── EXERCISE MATERIALS ──

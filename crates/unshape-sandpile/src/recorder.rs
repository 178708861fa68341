//! Avalanche summaries and the explosion log format.
//!
//! A run's avalanches are persisted as a single line of space-separated
//! `affected,energy` tokens. Each token is followed by a space and the line
//! ends with a newline; successive runs append further lines to the same file.

use std::fs::{File, OpenOptions};
use std::io::{BufRead, BufReader, Write};
use std::path::Path;

#[cfg(feature = "serde")]
use serde::{Deserialize, Serialize};

use crate::error::{Result, SandpileError};

/// Summary of one completed avalanche.
#[derive(Debug, Clone, Copy, PartialEq, Eq)]
#[cfg_attr(feature = "serde", derive(Serialize, Deserialize))]
pub struct AvalancheEvent {
    /// Distinct cells that fired or received grains during the avalanche.
    pub affected: usize,
    /// Sum of all cells once the avalanche settled.
    pub energy: u64,
    /// Distinct cells that fired at least once.
    pub fired: usize,
    /// Total number of firings.
    pub firings: u64,
}

impl AvalancheEvent {
    /// Returns the persisted part of the event.
    pub fn log_record(&self) -> LogRecord {
        LogRecord {
            affected: self.affected as u64,
            energy: self.energy,
        }
    }
}

/// One `affected,energy` entry of an explosion log.
#[derive(Debug, Clone, Copy, PartialEq, Eq)]
#[cfg_attr(feature = "serde", derive(Serialize, Deserialize))]
pub struct LogRecord {
    /// Affected cell count.
    pub affected: u64,
    /// Total energy after the avalanche.
    pub energy: u64,
}

/// Collects avalanche summaries in arrival order.
#[derive(Debug, Clone, Default)]
pub struct ExplosionRecorder {
    events: Vec<AvalancheEvent>,
}

impl ExplosionRecorder {
    /// Creates an empty recorder.
    pub fn new() -> Self {
        Self::default()
    }

    /// Appends an event.
    pub fn record(&mut self, event: AvalancheEvent) {
        self.events.push(event);
    }

    /// Returns the recorded events, oldest first.
    pub fn events(&self) -> &[AvalancheEvent] {
        &self.events
    }

    /// Returns the most recent event.
    pub fn last(&self) -> Option<&AvalancheEvent> {
        self.events.last()
    }

    /// Returns the number of recorded events.
    pub fn len(&self) -> usize {
        self.events.len()
    }

    /// Returns true if nothing has been recorded.
    pub fn is_empty(&self) -> bool {
        self.events.is_empty()
    }

    /// Takes all recorded events, leaving the recorder empty.
    pub fn flush(&mut self) -> Vec<AvalancheEvent> {
        std::mem::take(&mut self.events)
    }
}

// ============================================================================
// Log format
// ============================================================================

/// Formats one run as a log line.
pub fn format_run(events: &[AvalancheEvent]) -> String {
    let mut line = String::with_capacity(events.len() * 8 + 1);
    for event in events {
        line.push_str(&format!("{},{} ", event.affected, event.energy));
    }
    line.push('\n');
    line
}

/// Appends one run to a log file, creating the file if needed.
pub fn append_run(path: impl AsRef<Path>, events: &[AvalancheEvent]) -> Result<()> {
    let mut file = OpenOptions::new()
        .create(true)
        .append(true)
        .open(path.as_ref())?;
    file.write_all(format_run(events).as_bytes())?;
    Ok(())
}

/// Parses one log line.
///
/// Empty tokens and tokens without exactly one comma are skipped.
pub fn parse_run(line: &str) -> Result<Vec<LogRecord>> {
    let mut records = Vec::new();
    for token in line.trim().split(' ') {
        let parts: Vec<&str> = token.split(',').collect();
        let [affected, energy] = parts.as_slice() else {
            continue;
        };
        records.push(LogRecord {
            affected: parse_field(token, affected)?,
            energy: parse_field(token, energy)?,
        });
    }
    Ok(records)
}

fn parse_field(token: &str, field: &str) -> Result<u64> {
    field.parse().map_err(|err| SandpileError::Parse {
        token: token.to_string(),
        message: format!("{err}"),
    })
}

/// Reads every run of a log file, one run per line.
pub fn read_runs(path: impl AsRef<Path>) -> Result<Vec<Vec<LogRecord>>> {
    let reader = BufReader::new(File::open(path.as_ref())?);
    let mut runs = Vec::new();
    for line in reader.lines() {
        runs.push(parse_run(&line?)?);
    }
    Ok(runs)
}
//! Detection of repeated grid configurations.
//!
//! The detector remembers the iteration at which each configuration was first
//! seen. Memory is bounded: once the history holds `capacity` entries the
//! oldest inserted entry is evicted, regardless of how recently it was looked
//! up. A configuration that was evicted before it recurs is treated as new.

use std::collections::{HashMap, VecDeque};

#[cfg(feature = "serde")]
use serde::{Deserialize, Serialize};

use crate::error::{Result, SandpileError};
use crate::grid::{ConfigKey, Grid};

/// Default number of configurations remembered.
pub const DEFAULT_HISTORY_CAPACITY: usize = 1000;

/// Outcome of a single [`CycleDetector::check`].
#[derive(Debug, Clone, Copy, PartialEq, Eq)]
pub struct CycleCheck {
    /// True if the configuration was already in the history.
    pub detected: bool,
    /// Iterations since the first sighting, or 0 when nothing was detected.
    pub cycle_length: u64,
}

/// Most recent cycle detection.
///
/// Stays in place until a later detection overwrites it.
#[derive(Debug, Clone, Copy, Default, PartialEq, Eq)]
#[cfg_attr(feature = "serde", derive(Serialize, Deserialize))]
pub struct CycleRecord {
    /// True once any cycle has been detected.
    pub detected: bool,
    /// Iteration at which the repeated configuration was first seen.
    pub cycle_start_iteration: u64,
    /// Iterations between the first sighting and the repeat.
    pub cycle_length: u64,
}

/// Bounded, insertion-ordered history of grid configurations.
#[derive(Debug, Clone)]
pub struct CycleDetector {
    /// Configuration -> iteration of first sighting.
    seen: HashMap<ConfigKey, u64>,
    /// Keys in insertion order, oldest first.
    order: VecDeque<ConfigKey>,
    /// Maximum number of remembered configurations.
    capacity: usize,
    /// Last detection.
    record: CycleRecord,
}

impl CycleDetector {
    /// Creates a detector remembering [`DEFAULT_HISTORY_CAPACITY`] configurations.
    pub fn new() -> Self {
        Self::build(DEFAULT_HISTORY_CAPACITY)
    }

    /// Creates a detector with a custom history bound.
    pub fn with_capacity(capacity: usize) -> Result<Self> {
        if capacity == 0 {
            return Err(SandpileError::InvalidCapacity(capacity));
        }
        Ok(Self::build(capacity))
    }

    fn build(capacity: usize) -> Self {
        Self {
            seen: HashMap::with_capacity(capacity + 1),
            order: VecDeque::with_capacity(capacity + 1),
            capacity,
            record: CycleRecord::default(),
        }
    }

    /// Checks a grid against the history, recording it if it is new.
    pub fn check(&mut self, grid: &Grid, iteration: u64) -> CycleCheck {
        self.check_key(grid.canonical_key(), iteration)
    }

    /// Checks a canonical key against the history, recording it if it is new.
    pub fn check_key(&mut self, key: ConfigKey, iteration: u64) -> CycleCheck {
        if let Some(&start) = self.seen.get(&key) {
            let cycle_length = iteration.saturating_sub(start);
            self.record = CycleRecord {
                detected: true,
                cycle_start_iteration: start,
                cycle_length,
            };
            return CycleCheck {
                detected: true,
                cycle_length,
            };
        }

        self.seen.insert(key.clone(), iteration);
        self.order.push_back(key);
        if self.order.len() > self.capacity {
            if let Some(oldest) = self.order.pop_front() {
                self.seen.remove(&oldest);
            }
        }

        CycleCheck {
            detected: false,
            cycle_length: 0,
        }
    }

    /// Returns the last detection.
    pub fn record(&self) -> &CycleRecord {
        &self.record
    }

    /// Returns true if the grid's configuration is currently remembered.
    pub fn contains(&self, grid: &Grid) -> bool {
        self.seen.contains_key(grid.cells())
    }

    /// Returns the iteration at which the grid's configuration was first seen.
    pub fn first_seen(&self, grid: &Grid) -> Option<u64> {
        self.seen.get(grid.cells()).copied()
    }

    /// Returns the number of remembered configurations.
    pub fn len(&self) -> usize {
        self.order.len()
    }

    /// Returns true if nothing is remembered.
    pub fn is_empty(&self) -> bool {
        self.order.is_empty()
    }

    /// Returns the history bound.
    pub fn capacity(&self) -> usize {
        self.capacity
    }

    /// Forgets all configurations and the last detection.
    pub fn clear(&mut self) {
        self.seen.clear();
        self.order.clear();
        self.record = CycleRecord::default();
    }
}

impl Default for CycleDetector {
    fn default() -> Self {
        Self::new()
    }
}

#[cfg(test)]
mod tests {
    use super::*;

    fn grid(values: &[u32]) -> Grid {
        Grid::from_cells(2, values.to_vec()).unwrap()
    }

    #[test]
    fn test_new_configuration_not_detected() {
        let mut detector = CycleDetector::new();
        let check = detector.check(&grid(&[0, 1, 2, 3]), 5);
        assert!(!check.detected);
        assert_eq!(check.cycle_length, 0);
        assert_eq!(detector.len(), 1);
        assert_eq!(detector.first_seen(&grid(&[0, 1, 2, 3])), Some(5));
        assert!(!detector.record().detected);
    }

    #[test]
    fn test_repeat_detected_with_length() {
        let mut detector = CycleDetector::new();
        detector.check(&grid(&[0, 1, 2, 3]), 3);
        detector.check(&grid(&[1, 1, 2, 3]), 4);
        let check = detector.check(&grid(&[0, 1, 2, 3]), 10);

        assert!(check.detected);
        assert_eq!(check.cycle_length, 7);
        assert_eq!(
            *detector.record(),
            CycleRecord {
                detected: true,
                cycle_start_iteration: 3,
                cycle_length: 7,
            }
        );
    }

    #[test]
    fn test_repeat_keeps_first_iteration() {
        let mut detector = CycleDetector::new();
        let g = grid(&[2, 2, 2, 2]);
        detector.check(&g, 1);
        detector.check(&g, 4);
        let check = detector.check(&g, 9);

        assert_eq!(check.cycle_length, 8);
        assert_eq!(detector.first_seen(&g), Some(1));
        assert_eq!(detector.len(), 1);
    }

    #[test]
    fn test_record_persists_until_next_detection() {
        let mut detector = CycleDetector::new();
        detector.check(&grid(&[0, 0, 0, 1]), 1);
        detector.check(&grid(&[0, 0, 0, 1]), 3);
        detector.check(&grid(&[0, 0, 1, 1]), 4);

        let record = *detector.record();
        assert!(record.detected);
        assert_eq!(record.cycle_start_iteration, 1);
        assert_eq!(record.cycle_length, 2);
    }

    #[test]
    fn test_eviction_is_insertion_ordered() {
        let mut detector = CycleDetector::with_capacity(3).unwrap();
        let a = grid(&[1, 0, 0, 0]);
        let b = grid(&[0, 1, 0, 0]);
        let c = grid(&[0, 0, 1, 0]);
        let d = grid(&[0, 0, 0, 1]);

        detector.check(&a, 0);
        detector.check(&b, 1);
        detector.check(&c, 2);
        // Looking up `a` does not refresh it.
        assert!(detector.check(&a, 3).detected);
        detector.check(&d, 4);

        assert_eq!(detector.len(), 3);
        assert!(!detector.contains(&a));
        assert!(detector.contains(&b));
        assert!(detector.contains(&c));
        assert!(detector.contains(&d));
    }

    #[test]
    fn test_evicted_configuration_not_detected() {
        let mut detector = CycleDetector::with_capacity(3).unwrap();
        let a = grid(&[1, 0, 0, 0]);
        detector.check(&a, 0);
        detector.check(&grid(&[0, 1, 0, 0]), 1);
        detector.check(&grid(&[0, 0, 1, 0]), 2);
        detector.check(&grid(&[0, 0, 0, 1]), 3);

        let check = detector.check(&a, 4);
        assert!(!check.detected);
        assert_eq!(detector.first_seen(&a), Some(4));
    }

    #[test]
    fn test_zero_capacity_rejected() {
        assert!(matches!(
            CycleDetector::with_capacity(0),
            Err(SandpileError::InvalidCapacity(0))
        ));
    }

    #[test]
    fn test_clear() {
        let mut detector = CycleDetector::new();
        let g = grid(&[3, 3, 3, 3]);
        detector.check(&g, 1);
        detector.check(&g, 2);
        detector.clear();

        assert!(detector.is_empty());
        assert_eq!(*detector.record(), CycleRecord::default());
        assert!(!detector.check(&g, 3).detected);
    }
}
//! Randomized grain driver.
//!
//! Drops grains on uniformly random cells. Stopping only prevents further
//! ticks; a cascade that has started always runs to completion.

use rand::rngs::StdRng;
use rand::{Rng, SeedableRng};
use tracing::warn;

use crate::error::Result;
use crate::recorder::AvalancheEvent;
use crate::topple::Sandpile;

/// Summary of a [`RandomDriver::run`].
#[derive(Debug, Clone, Copy, Default, PartialEq, Eq)]
pub struct RunSummary {
    /// Grains dropped.
    pub ticks: u64,
    /// Grains that started an avalanche.
    pub avalanches: u64,
}

/// Seeded driver that drops grains on random cells.
#[derive(Debug, Clone)]
pub struct RandomDriver {
    rng: StdRng,
    running: bool,
}

impl RandomDriver {
    /// Creates a stopped driver.
    pub fn new(seed: u64) -> Self {
        Self {
            rng: StdRng::seed_from_u64(seed),
            running: false,
        }
    }

    /// Allows [`RandomDriver::tick`] to drop grains.
    pub fn start(&mut self) {
        self.running = true;
    }

    /// Prevents further ticks.
    pub fn stop(&mut self) {
        self.running = false;
    }

    /// Returns true while started.
    pub fn is_running(&self) -> bool {
        self.running
    }

    /// Picks a random cell of the pile's grid.
    pub fn pick_cell(&mut self, pile: &Sandpile) -> (usize, usize) {
        let size = pile.grid().size();
        (self.rng.random_range(0..size), self.rng.random_range(0..size))
    }

    /// Drops one grain on a random cell, whether or not the driver is running.
    pub fn single_step(&mut self, pile: &mut Sandpile) -> Result<Option<AvalancheEvent>> {
        let (row, col) = self.pick_cell(pile);
        pile.add_grain(row, col)
    }

    /// Drops one grain if the driver is running.
    ///
    /// Returns `Ok(None)` without touching the pile when stopped.
    pub fn tick(&mut self, pile: &mut Sandpile) -> Result<Option<AvalancheEvent>> {
        if !self.running {
            return Ok(None);
        }
        self.single_step(pile)
    }

    /// Ticks until stopped or `max_ticks` grains have been dropped.
    ///
    /// An error stops the driver and is returned.
    pub fn run(&mut self, pile: &mut Sandpile, max_ticks: u64) -> Result<RunSummary> {
        let mut summary = RunSummary::default();
        while self.running && summary.ticks < max_ticks {
            let outcome = self.tick(pile);
            summary.ticks += 1;
            match outcome {
                Ok(Some(_)) => summary.avalanches += 1,
                Ok(None) => {}
                Err(err) => {
                    warn!(ticks = summary.ticks, error = %err, "random driver stopped");
                    self.stop();
                    return Err(err);
                }
            }
        }
        Ok(summary)
    }
}

#[cfg(test)]
mod tests {
    use super::*;
    use crate::error::SandpileError;

    #[test]
    fn test_stopped_driver_does_nothing() {
        let mut pile = Sandpile::new(4).unwrap();
        let mut driver = RandomDriver::new(7);

        assert!(!driver.is_running());
        assert!(driver.tick(&mut pile).unwrap().is_none());
        assert_eq!(driver.run(&mut pile, 100).unwrap(), RunSummary::default());
        assert_eq!(pile.total_energy(), 0);
    }

    #[test]
    fn test_single_step_ignores_run_state() {
        let mut pile = Sandpile::new(4).unwrap();
        let mut driver = RandomDriver::new(7);
        driver.single_step(&mut pile).unwrap();
        assert_eq!(pile.total_energy(), 1);
    }

    #[test]
    fn test_run_adds_grains() {
        // 16x16 torus: fewer grains than twice the cell count always settle.
        let mut pile = Sandpile::new(16).unwrap();
        let mut driver = RandomDriver::new(12345);
        driver.start();

        let summary = driver.run(&mut pile, 400).unwrap();
        assert_eq!(summary.ticks, 400);
        assert_eq!(pile.total_energy(), 400);
        assert!(pile.grid().is_settled());
        assert_eq!(summary.avalanches, pile.recorder().len() as u64);
        assert!(driver.is_running());
    }

    #[test]
    fn test_same_seed_same_history() {
        let mut a = Sandpile::new(8).unwrap();
        let mut b = Sandpile::new(8).unwrap();
        let mut da = RandomDriver::new(99);
        let mut db = RandomDriver::new(99);
        da.start();
        db.start();

        da.run(&mut a, 100).unwrap();
        db.run(&mut b, 100).unwrap();
        assert_eq!(a.grid(), b.grid());
        assert_eq!(a.recorder().events(), b.recorder().events());
    }

    #[test]
    fn test_error_stops_driver() {
        let mut pile = Sandpile::new(1).unwrap();
        let mut driver = RandomDriver::new(1);
        driver.start();

        let err = driver.run(&mut pile, 10).unwrap_err();
        assert!(matches!(err, SandpileError::Unsettled { .. }));
        assert!(!driver.is_running());
        assert_eq!(pile.total_energy(), 4);
    }
}
//! # Execution Directory Preparation
//!
//! Materializes every corpus file the experiments read:
//!
//! 1. WSJ seed partitions from the WSJ training source
//! 2. copies of the WSJ training and test sources
//! 3. the Brown per-genre train/test split
//! 4. Brown self-training partitions from the Brown training split

use std::path::PathBuf;

use serde::Serialize;
use tracing::info;

use crate::corpus::CorpusFamily;
use crate::error::{CorpusError, Result};
use crate::layout::ExecLayout;
use crate::partition::{
    DEFAULT_TRAIN_PERCENT, GenreCutoffs, GenreSplit, GenreSplitReport, PartitionReport,
    SizeLadder, check_train_percent, copy_corpus, partition_by_ladder,
};

/// Inputs of the preparation step.
#[derive(Debug, Clone)]
pub struct PrepareConfig {
    /// Directory receiving every generated file.
    pub exec_dir: PathBuf,
    /// WSJ training source (sections 02-22).
    pub wsj_training: PathBuf,
    /// WSJ test source (section 23).
    pub wsj_test: PathBuf,
    /// Brown corpus root, one sub-directory per genre.
    pub brown_dir: PathBuf,
    /// Share of each Brown genre used for training.
    pub train_percent: u32,
    /// Precomputed Brown training cutoffs per genre.
    pub genre_cutoffs: GenreCutoffs,
}

impl PrepareConfig {
    pub fn new(
        exec_dir: impl Into<PathBuf>,
        wsj_training: impl Into<PathBuf>,
        wsj_test: impl Into<PathBuf>,
        brown_dir: impl Into<PathBuf>,
    ) -> Self {
        Self {
            exec_dir: exec_dir.into(),
            wsj_training: wsj_training.into(),
            wsj_test: wsj_test.into(),
            brown_dir: brown_dir.into(),
            train_percent: DEFAULT_TRAIN_PERCENT,
            genre_cutoffs: GenreCutoffs::new(),
        }
    }

    /// Set the Brown training share, which must lie within `1..=100`.
    pub fn with_train_percent(mut self, percent: u32) -> Result<Self> {
        self.train_percent = check_train_percent(percent)?;
        Ok(self)
    }

    /// Use precomputed Brown genre cutoffs.
    pub fn with_genre_cutoffs(mut self, cutoffs: GenreCutoffs) -> Self {
        self.genre_cutoffs = cutoffs;
        self
    }

    #[must_use]
    pub fn layout(&self) -> ExecLayout {
        ExecLayout::new(&self.exec_dir)
    }
}

/// What the preparation step produced.
#[derive(Debug, Clone, Serialize)]
pub struct PrepareReport {
    pub wsj_partitions: PartitionReport,
    pub brown_split: GenreSplitReport,
    pub brown_partitions: PartitionReport,
}

/// Runs the whole preparation pipeline into `config.exec_dir`.
pub fn prepare(config: &PrepareConfig) -> Result<PrepareReport> {
    check_train_percent(config.train_percent)?;
    let layout = config.layout();

    if !layout.dir().is_dir() {
        std::fs::create_dir_all(layout.dir()).map_err(|e| CorpusError::io(layout.dir(), e))?;
        info!("Created execution directory {}", layout.dir().display());
    }

    let wsj = CorpusFamily::Wsj;
    let wsj_partitions = partition_by_ladder(
        &config.wsj_training,
        &SizeLadder::for_family(wsj),
        layout.dir(),
        &ExecLayout::partition_prefix(wsj),
    )?;

    copy_corpus(&config.wsj_training, layout.training(wsj))?;
    copy_corpus(&config.wsj_test, layout.test(wsj))?;

    let brown = CorpusFamily::Brown;
    let brown_split = GenreSplit::new(&config.brown_dir)
        .with_train_percent(config.train_percent)?
        .with_cutoffs(config.genre_cutoffs.clone())
        .run(layout.training(brown), layout.test(brown))?;

    let brown_partitions = partition_by_ladder(
        layout.training(brown),
        &SizeLadder::for_family(brown),
        layout.dir(),
        &ExecLayout::partition_prefix(brown),
    )?;

    info!(
        "Prepared {}: {} WSJ and {} Brown partitions",
        layout.dir().display(),
        wsj_partitions.written.len(),
        brown_partitions.written.len()
    );

    Ok(PrepareReport {
        wsj_partitions,
        brown_split,
        brown_partitions,
    })
}
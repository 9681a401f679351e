//! Sentence-count-bounded prefix partitions.
//!
//! Each rung of a [`SizeLadder`] yields one file holding exactly that many
//! leading sentences of the source, so a smaller partition is always a
//! prefix of a larger one.

use std::path::{Path, PathBuf};

use serde::Serialize;
use tracing::{debug, info, warn};

use crate::corpus::{CorpusFamily, Sentence, SentenceReader};
use crate::error::{CorpusError, Result};

/// File extension shared by every corpus file in the execution directory.
pub const CONLLX_EXTENSION: &str = ".conllx";

/// A validated, strictly ascending list of partition sizes.
#[derive(Debug, Clone, PartialEq, Eq)]
pub struct SizeLadder {
    sizes: Vec<usize>,
}

impl SizeLadder {
    /// Validates and wraps a list of sentence counts.
    pub fn new(sizes: Vec<usize>) -> Result<Self> {
        if sizes.is_empty() {
            return Err(CorpusError::EmptyLadder);
        }
        if sizes.contains(&0) {
            return Err(CorpusError::ZeroSize);
        }
        if let Some(w) = sizes.windows(2).find(|w| w[0] >= w[1]) {
            return Err(CorpusError::UnorderedLadder {
                previous: w[0],
                next: w[1],
            });
        }
        Ok(Self { sizes })
    }

    /// The fixed ladder of a corpus family.
    #[must_use]
    pub fn for_family(family: CorpusFamily) -> Self {
        Self {
            sizes: family.ladder().to_vec(),
        }
    }

    #[must_use]
    pub fn sizes(&self) -> &[usize] {
        &self.sizes
    }

    /// The largest requested size.
    #[must_use]
    pub fn max(&self) -> usize {
        // Non-empty by construction
        self.sizes[self.sizes.len() - 1]
    }
}

/// Outcome of a ladder partitioning run.
#[derive(Debug, Clone, Default, PartialEq, Eq, Serialize)]
pub struct PartitionReport {
    /// Sizes that were written, with their output paths.
    pub written: Vec<(usize, PathBuf)>,
    /// Sizes the source was too short to satisfy.
    pub skipped: Vec<usize>,
    /// Number of sentences consumed from the source.
    pub sentences_read: usize,
}

/// Path of the size-`size` partition file: `<dir>/<prefix><size>.conllx`.
#[must_use]
pub fn partition_path(dir: &Path, prefix: &str, size: usize) -> PathBuf {
    dir.join(format!("{prefix}{size}{CONLLX_EXTENSION}"))
}

/// Writes one prefix partition per ladder size from `source` into `out_dir`.
///
/// Reading stops as soon as the largest size has been written. Sizes beyond
/// the source's sentence count are reported as skipped; partitions already
/// written are left untouched.
pub fn partition_by_ladder(
    source: impl AsRef<Path>,
    ladder: &SizeLadder,
    out_dir: impl AsRef<Path>,
    prefix: &str,
) -> Result<PartitionReport> {
    let source = source.as_ref();
    let out_dir = out_dir.as_ref();
    info!(
        "Partitioning {} into {} sizes (max {})",
        source.display(),
        ladder.sizes().len(),
        ladder.max()
    );

    partition_sentences(SentenceReader::open(source)?, source, ladder, out_dir, prefix)
}

/// Ladder partitioning over an already opened sentence stream of `source`.
fn partition_sentences<I>(
    mut sentences: I,
    source: &Path,
    ladder: &SizeLadder,
    out_dir: &Path,
    prefix: &str,
) -> Result<PartitionReport>
where
    I: Iterator<Item = std::io::Result<Sentence>>,
{
    let mut report = PartitionReport::default();
    let mut pending = ladder.sizes().iter().copied().peekable();
    let mut buffer = String::new();

    while let Some(&target) = pending.peek() {
        let Some(sentence) = sentences.next() else {
            break;
        };
        let sentence = sentence.map_err(|e| CorpusError::io(source, e))?;
        sentence.push_to(&mut buffer);
        report.sentences_read += 1;

        if report.sentences_read == target {
            let path = partition_path(out_dir, prefix, target);
            std::fs::write(&path, &buffer).map_err(|e| CorpusError::io(&path, e))?;
            debug!("Wrote {} sentences to {}", target, path.display());
            report.written.push((target, path));
            pending.next();
        }
    }

    report.skipped = pending.collect();
    if !report.skipped.is_empty() {
        warn!(
            "{} has only {} sentences, skipped sizes {:?}",
            source.display(),
            report.sentences_read,
            report.skipped
        );
    }

    Ok(report)
}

───

Output the lines of the records above exactly as they appear, from the line containing "an empty recorder." through the line containing "events, oldest first.".

    /// Creates an empty recorder.
    pub fn new() -> Self {
        Self::default()
    }

    /// Appends an event.
    pub fn record(&mut self, event: AvalancheEvent) {
        self.events.push(event);
    }

    /// Returns the recorded events, oldest first.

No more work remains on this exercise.